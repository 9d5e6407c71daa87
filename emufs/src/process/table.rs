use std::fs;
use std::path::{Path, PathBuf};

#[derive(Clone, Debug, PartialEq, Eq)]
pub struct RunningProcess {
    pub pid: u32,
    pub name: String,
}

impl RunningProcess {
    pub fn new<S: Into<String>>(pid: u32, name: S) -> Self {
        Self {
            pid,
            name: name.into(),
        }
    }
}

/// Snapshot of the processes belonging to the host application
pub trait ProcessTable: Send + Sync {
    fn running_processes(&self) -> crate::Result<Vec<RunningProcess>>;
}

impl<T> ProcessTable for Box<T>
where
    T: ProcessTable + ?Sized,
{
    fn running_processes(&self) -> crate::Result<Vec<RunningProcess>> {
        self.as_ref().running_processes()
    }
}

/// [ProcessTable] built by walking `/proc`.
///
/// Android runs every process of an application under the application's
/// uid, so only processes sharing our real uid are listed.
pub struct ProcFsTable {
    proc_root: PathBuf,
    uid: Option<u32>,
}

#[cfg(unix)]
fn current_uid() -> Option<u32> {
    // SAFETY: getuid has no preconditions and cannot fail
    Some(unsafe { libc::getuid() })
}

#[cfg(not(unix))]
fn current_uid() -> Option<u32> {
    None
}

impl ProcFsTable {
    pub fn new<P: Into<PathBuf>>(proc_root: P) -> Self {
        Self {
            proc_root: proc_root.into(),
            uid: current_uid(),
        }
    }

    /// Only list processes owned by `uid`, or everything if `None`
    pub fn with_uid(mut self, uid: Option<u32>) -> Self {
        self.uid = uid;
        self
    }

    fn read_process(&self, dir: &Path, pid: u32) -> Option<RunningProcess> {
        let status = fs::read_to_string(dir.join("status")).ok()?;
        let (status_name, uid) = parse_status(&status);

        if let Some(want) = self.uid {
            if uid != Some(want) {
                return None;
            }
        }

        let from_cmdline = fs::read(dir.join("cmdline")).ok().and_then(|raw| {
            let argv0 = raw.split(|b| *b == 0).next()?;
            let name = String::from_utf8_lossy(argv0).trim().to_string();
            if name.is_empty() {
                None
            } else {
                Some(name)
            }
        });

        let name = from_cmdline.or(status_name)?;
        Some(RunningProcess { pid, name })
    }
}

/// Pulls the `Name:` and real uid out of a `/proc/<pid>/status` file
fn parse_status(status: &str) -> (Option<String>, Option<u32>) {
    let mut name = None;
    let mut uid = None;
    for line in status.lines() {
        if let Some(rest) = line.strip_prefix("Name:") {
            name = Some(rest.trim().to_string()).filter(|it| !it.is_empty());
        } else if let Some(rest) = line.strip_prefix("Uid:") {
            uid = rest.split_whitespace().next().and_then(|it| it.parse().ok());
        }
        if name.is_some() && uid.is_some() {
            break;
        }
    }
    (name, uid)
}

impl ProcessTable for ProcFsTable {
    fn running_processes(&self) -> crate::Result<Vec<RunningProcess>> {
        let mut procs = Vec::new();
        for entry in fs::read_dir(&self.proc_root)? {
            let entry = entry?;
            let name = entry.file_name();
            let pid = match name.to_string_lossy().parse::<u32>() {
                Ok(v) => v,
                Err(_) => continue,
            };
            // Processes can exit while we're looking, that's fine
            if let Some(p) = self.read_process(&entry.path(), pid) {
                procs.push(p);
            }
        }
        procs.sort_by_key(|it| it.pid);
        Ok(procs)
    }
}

- - -

Copy every single line of the material above that holds "application".

● Your solution:
/// Snapshot of the processes belonging to the host application
/// Android runs every process of an application under the application's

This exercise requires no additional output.